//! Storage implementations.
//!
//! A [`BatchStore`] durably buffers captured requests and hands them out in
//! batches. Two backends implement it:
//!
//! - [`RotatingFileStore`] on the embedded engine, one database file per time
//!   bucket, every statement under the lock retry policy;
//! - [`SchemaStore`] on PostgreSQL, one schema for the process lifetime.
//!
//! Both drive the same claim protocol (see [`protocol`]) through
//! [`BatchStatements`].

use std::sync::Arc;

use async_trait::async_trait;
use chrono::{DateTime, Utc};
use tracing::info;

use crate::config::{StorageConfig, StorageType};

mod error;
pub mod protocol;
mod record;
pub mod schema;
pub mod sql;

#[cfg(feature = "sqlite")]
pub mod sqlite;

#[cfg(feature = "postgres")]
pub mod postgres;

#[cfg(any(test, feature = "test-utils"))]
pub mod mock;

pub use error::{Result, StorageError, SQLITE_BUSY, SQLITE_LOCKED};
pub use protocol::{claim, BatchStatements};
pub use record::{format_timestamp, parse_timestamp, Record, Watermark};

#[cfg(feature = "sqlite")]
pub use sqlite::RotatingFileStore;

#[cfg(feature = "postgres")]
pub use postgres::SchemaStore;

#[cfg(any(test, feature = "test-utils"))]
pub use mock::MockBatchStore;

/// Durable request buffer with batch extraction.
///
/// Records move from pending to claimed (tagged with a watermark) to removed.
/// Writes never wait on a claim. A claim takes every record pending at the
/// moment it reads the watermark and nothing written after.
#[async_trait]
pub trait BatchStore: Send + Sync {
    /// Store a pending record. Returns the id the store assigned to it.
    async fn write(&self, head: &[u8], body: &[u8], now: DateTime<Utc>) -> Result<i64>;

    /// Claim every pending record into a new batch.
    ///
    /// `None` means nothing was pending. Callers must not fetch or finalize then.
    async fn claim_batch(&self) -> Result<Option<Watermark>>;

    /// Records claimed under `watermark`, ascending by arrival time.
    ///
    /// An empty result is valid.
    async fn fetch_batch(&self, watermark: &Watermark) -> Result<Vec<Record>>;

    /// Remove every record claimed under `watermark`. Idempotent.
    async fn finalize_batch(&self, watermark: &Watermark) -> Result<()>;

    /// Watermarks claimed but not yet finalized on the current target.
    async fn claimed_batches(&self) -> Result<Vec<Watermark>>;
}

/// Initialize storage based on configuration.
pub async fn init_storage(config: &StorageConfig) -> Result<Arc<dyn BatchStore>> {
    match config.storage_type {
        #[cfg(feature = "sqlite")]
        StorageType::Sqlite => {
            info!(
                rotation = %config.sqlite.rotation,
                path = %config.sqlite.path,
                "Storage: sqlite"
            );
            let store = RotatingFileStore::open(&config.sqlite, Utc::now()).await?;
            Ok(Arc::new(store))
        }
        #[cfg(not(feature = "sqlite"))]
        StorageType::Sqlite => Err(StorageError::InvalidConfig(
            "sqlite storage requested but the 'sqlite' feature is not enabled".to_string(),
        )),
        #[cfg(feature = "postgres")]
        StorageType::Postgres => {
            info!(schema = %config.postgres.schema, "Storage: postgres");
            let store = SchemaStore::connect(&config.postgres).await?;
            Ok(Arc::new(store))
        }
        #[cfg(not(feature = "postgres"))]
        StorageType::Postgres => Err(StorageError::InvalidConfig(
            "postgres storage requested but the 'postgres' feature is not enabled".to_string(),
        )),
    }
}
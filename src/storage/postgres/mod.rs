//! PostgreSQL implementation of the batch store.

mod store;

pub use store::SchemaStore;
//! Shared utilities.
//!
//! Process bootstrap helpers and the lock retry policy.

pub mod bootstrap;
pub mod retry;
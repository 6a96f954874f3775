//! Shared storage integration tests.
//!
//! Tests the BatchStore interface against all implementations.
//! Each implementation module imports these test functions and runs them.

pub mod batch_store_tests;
######
▸ **ACTION ITEM**
Each line in the listing above that contains "retry" should be copied.

▸ **REPLY TO THE EXERCISE**
//!   bucket, every statement under the lock retry policy;
//! Process bootstrap helpers and the lock retry policy.
pub mod retry;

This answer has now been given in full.